◆ EXERCISE ◆
After reading the data below, copy out every line that contains the word "StreamInit".

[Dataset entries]
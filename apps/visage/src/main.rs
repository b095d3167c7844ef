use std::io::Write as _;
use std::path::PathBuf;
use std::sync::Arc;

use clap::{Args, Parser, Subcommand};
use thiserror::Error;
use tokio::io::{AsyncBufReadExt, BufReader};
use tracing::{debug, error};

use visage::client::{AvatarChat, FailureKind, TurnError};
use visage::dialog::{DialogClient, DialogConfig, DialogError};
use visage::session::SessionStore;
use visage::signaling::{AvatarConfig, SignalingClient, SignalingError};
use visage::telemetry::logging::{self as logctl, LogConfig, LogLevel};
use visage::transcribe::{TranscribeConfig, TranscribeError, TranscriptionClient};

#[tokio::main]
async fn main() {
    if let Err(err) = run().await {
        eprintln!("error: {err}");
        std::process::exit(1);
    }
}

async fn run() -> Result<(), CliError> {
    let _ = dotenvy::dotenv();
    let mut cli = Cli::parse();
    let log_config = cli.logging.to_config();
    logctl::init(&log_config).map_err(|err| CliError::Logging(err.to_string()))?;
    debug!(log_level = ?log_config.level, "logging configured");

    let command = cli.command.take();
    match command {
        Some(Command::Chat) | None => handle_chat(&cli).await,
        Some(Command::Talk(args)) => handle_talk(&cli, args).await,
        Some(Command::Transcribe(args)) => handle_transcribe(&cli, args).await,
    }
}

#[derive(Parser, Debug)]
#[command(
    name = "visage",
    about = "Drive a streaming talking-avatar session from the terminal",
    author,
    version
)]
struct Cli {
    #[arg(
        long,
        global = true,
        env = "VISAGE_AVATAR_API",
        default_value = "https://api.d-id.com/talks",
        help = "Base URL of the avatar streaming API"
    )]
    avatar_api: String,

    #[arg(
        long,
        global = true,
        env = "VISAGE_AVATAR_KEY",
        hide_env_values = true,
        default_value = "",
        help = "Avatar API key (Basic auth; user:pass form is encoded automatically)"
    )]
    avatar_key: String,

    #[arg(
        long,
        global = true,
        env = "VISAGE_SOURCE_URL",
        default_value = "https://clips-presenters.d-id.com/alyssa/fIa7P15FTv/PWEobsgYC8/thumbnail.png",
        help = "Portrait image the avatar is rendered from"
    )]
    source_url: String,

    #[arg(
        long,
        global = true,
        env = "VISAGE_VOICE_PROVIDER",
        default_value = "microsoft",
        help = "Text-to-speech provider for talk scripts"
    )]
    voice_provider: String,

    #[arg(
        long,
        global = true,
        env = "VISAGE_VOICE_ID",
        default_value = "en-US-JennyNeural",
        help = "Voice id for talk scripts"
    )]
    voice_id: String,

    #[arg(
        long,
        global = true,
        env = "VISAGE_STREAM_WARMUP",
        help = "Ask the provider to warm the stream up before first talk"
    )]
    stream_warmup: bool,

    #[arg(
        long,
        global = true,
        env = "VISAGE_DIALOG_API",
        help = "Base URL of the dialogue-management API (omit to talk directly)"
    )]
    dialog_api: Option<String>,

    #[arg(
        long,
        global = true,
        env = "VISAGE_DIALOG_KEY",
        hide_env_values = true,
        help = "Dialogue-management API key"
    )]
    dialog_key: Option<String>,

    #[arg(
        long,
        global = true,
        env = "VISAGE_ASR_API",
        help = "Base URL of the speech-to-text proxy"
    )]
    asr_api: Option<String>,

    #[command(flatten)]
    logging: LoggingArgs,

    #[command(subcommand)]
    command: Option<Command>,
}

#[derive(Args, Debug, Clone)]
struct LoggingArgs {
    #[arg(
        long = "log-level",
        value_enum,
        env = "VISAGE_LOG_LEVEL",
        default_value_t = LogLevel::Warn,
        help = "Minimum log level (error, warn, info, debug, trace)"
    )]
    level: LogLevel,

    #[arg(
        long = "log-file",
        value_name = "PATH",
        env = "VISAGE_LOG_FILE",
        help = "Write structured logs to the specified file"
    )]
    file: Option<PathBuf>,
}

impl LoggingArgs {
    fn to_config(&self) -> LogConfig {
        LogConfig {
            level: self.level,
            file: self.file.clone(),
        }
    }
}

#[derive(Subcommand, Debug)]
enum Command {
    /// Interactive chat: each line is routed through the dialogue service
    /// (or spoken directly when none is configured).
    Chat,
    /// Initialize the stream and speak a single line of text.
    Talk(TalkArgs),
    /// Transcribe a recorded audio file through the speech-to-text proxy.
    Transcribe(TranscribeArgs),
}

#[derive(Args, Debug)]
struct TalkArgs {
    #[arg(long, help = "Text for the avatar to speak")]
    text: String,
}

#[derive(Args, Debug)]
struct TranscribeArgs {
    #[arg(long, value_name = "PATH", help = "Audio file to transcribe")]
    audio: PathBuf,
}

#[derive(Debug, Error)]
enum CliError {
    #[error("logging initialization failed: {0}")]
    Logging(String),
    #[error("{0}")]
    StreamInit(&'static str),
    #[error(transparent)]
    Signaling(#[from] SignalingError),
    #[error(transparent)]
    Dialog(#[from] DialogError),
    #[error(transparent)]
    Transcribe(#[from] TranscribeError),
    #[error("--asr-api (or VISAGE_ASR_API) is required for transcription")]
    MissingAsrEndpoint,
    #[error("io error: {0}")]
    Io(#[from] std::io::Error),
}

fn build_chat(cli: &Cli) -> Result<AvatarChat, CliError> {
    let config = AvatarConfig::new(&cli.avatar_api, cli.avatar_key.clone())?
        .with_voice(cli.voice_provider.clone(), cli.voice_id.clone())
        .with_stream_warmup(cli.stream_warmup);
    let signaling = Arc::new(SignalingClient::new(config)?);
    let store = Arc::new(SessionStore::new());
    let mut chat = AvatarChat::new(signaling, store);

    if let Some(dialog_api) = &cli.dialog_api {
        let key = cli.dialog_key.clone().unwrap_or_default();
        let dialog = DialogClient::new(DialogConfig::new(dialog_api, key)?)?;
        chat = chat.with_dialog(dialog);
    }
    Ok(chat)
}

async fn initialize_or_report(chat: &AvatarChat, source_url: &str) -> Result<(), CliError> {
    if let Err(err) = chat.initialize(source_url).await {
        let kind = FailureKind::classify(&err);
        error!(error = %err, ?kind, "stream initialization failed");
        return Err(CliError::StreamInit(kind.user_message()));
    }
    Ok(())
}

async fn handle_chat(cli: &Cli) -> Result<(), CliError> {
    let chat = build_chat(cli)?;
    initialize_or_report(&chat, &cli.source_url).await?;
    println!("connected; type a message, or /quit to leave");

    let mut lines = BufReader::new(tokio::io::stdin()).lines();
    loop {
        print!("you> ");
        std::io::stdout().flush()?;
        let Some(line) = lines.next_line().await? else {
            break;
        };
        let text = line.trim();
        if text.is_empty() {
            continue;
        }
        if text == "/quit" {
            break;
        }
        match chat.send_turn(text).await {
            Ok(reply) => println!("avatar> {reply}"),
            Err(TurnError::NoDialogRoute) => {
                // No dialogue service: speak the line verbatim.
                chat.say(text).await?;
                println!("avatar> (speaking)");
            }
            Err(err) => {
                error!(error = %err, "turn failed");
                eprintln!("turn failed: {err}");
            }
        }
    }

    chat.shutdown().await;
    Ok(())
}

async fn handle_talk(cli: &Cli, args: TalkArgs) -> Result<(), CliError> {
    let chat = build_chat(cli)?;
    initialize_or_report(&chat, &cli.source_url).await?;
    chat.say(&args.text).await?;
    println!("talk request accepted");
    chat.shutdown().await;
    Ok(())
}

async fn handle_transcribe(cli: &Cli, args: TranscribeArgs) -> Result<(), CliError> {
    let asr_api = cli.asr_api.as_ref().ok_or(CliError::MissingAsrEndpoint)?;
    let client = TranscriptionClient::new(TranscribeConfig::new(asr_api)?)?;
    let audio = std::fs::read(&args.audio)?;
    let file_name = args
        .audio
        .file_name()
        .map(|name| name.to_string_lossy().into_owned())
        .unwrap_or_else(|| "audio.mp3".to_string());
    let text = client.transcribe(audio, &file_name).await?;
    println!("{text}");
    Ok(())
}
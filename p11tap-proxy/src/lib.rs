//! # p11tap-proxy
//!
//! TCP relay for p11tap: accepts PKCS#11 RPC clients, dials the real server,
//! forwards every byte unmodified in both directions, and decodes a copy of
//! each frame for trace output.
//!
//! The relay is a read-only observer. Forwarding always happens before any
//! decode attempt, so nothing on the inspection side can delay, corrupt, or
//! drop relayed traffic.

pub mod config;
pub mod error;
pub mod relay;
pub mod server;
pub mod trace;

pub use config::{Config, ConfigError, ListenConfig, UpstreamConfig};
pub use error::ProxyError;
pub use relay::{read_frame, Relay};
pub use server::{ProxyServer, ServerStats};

◆ ANSWER SPACE ◆
    StreamInit(&'static str),
        return Err(CliError::StreamInit(kind.user_message()));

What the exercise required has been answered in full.